*Task statement:* In the entries below, how many lines contain "PathBuf"? Answer with the number and nothing else.
-- Opening Marker --
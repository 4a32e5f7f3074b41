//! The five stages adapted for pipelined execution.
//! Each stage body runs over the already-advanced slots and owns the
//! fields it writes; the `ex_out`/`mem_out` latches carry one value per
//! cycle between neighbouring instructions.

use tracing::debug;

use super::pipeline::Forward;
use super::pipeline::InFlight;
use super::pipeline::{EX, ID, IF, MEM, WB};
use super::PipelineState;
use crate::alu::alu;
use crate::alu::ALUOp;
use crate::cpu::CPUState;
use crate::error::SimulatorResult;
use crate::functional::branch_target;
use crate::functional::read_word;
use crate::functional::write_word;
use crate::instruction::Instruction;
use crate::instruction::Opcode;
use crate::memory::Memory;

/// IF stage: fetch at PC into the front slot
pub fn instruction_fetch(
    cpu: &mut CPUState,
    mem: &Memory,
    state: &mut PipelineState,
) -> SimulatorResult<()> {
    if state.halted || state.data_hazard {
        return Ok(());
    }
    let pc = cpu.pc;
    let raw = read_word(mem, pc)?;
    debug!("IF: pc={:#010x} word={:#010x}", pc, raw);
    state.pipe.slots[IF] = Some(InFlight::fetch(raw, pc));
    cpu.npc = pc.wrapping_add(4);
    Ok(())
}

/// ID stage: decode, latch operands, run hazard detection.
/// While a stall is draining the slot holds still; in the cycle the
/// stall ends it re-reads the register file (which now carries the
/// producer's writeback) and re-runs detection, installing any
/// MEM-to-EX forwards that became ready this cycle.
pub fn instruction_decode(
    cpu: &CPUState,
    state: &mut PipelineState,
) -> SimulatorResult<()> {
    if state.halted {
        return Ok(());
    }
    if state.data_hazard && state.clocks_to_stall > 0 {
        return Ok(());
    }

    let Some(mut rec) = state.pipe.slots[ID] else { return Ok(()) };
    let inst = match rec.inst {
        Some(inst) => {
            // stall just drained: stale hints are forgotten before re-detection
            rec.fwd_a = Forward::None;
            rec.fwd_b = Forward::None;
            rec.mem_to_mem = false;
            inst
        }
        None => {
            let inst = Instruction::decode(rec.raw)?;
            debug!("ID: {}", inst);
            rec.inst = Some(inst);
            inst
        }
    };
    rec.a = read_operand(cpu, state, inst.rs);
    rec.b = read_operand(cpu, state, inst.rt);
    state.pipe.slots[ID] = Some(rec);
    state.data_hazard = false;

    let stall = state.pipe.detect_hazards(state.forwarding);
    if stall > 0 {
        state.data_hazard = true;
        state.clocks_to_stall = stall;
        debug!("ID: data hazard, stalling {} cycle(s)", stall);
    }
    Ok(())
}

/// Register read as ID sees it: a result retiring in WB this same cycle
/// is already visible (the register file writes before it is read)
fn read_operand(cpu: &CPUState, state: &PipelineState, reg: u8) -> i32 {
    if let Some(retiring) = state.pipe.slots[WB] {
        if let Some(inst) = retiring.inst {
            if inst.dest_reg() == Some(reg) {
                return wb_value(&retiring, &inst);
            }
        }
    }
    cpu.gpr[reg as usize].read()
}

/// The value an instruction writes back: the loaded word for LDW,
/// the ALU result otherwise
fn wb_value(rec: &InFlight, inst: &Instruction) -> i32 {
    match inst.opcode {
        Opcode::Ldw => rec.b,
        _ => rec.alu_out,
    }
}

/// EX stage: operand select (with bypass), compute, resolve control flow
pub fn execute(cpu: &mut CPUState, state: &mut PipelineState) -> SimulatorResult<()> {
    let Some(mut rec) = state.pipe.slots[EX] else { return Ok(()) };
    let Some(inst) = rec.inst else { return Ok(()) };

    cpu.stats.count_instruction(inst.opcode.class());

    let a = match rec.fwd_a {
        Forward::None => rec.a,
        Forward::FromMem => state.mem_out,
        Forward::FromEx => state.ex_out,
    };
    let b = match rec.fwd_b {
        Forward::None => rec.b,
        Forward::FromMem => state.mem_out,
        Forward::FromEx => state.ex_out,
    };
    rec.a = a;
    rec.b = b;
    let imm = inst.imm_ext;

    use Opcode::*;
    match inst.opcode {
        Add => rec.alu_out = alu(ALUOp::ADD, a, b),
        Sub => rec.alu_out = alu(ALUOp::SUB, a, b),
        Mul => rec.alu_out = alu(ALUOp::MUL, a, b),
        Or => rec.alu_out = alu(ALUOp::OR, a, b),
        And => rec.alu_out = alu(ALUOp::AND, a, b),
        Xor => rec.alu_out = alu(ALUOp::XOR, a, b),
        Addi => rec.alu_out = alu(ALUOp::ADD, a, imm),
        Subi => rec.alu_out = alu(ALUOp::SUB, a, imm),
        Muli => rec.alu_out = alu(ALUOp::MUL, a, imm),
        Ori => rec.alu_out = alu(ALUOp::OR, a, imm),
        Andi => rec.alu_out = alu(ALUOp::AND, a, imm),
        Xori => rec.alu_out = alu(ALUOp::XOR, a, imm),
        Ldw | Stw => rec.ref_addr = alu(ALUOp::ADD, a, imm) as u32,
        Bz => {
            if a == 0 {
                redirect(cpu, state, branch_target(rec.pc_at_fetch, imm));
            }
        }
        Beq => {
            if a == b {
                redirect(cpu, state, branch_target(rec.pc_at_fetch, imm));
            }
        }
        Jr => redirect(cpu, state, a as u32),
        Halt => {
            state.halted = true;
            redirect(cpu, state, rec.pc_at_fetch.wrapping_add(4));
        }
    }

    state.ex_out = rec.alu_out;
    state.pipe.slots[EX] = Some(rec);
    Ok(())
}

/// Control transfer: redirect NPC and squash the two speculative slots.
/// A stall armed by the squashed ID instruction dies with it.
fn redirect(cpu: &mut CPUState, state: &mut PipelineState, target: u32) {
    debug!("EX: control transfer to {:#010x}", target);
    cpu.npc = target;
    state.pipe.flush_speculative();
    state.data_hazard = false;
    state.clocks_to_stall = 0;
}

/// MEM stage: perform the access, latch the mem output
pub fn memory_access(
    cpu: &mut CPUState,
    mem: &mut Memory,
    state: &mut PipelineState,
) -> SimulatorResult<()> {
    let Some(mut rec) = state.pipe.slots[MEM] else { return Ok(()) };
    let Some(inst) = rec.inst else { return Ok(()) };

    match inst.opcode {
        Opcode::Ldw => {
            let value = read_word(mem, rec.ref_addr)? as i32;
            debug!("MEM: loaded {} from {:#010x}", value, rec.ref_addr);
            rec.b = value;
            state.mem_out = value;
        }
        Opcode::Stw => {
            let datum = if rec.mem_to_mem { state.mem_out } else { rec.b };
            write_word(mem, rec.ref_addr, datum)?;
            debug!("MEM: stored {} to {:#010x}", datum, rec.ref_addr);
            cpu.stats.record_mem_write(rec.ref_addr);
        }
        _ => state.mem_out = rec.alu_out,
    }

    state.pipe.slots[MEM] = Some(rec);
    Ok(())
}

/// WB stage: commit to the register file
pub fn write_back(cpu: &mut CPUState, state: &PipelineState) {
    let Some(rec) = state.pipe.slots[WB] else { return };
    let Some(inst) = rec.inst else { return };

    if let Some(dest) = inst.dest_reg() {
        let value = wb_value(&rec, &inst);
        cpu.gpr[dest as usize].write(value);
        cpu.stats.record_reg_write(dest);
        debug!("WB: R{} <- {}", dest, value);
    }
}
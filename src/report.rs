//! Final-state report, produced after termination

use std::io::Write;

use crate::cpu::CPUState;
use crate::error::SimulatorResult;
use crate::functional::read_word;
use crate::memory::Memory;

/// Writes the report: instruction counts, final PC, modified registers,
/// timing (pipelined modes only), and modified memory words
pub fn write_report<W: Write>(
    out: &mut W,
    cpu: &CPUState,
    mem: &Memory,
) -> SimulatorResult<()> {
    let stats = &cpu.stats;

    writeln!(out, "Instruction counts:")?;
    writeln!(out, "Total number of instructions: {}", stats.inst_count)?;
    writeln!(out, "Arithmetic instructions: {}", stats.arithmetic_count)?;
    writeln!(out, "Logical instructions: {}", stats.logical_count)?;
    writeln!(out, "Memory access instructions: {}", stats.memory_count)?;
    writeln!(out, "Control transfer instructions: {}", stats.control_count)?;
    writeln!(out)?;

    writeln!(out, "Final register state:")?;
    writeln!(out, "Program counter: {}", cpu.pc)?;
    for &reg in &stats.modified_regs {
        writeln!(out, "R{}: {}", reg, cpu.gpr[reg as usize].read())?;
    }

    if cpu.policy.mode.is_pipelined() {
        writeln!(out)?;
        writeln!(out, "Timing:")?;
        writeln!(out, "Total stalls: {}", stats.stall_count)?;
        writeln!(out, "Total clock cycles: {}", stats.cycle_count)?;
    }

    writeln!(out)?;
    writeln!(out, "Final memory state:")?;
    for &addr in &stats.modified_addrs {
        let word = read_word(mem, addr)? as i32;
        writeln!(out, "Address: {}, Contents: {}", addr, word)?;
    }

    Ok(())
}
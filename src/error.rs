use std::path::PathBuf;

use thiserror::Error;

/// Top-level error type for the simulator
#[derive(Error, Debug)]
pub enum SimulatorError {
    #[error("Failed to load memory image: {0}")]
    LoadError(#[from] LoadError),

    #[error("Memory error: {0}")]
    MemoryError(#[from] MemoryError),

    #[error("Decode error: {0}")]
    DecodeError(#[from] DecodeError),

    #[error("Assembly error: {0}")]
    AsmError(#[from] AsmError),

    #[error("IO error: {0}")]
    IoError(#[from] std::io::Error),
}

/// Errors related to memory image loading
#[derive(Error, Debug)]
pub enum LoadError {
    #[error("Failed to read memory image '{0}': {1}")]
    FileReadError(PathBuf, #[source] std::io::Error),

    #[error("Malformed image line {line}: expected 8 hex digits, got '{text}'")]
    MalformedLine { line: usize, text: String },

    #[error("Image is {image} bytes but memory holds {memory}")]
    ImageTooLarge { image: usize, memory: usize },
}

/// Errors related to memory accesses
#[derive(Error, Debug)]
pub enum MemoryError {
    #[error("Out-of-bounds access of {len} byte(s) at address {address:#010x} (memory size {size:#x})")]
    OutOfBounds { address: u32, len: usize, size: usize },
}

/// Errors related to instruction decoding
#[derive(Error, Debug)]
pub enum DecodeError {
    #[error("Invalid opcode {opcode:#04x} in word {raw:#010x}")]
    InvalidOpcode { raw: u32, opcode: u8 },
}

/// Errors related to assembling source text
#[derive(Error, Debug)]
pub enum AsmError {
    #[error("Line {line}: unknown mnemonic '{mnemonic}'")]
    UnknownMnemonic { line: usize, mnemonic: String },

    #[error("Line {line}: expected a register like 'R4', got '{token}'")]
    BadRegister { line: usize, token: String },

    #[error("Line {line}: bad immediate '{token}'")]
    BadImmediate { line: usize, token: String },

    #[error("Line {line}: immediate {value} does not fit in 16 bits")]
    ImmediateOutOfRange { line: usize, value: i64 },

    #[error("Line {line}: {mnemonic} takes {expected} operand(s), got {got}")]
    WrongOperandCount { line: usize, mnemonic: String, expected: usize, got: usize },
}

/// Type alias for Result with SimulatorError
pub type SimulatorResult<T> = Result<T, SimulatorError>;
-- Closing Marker --
*Result below:* 2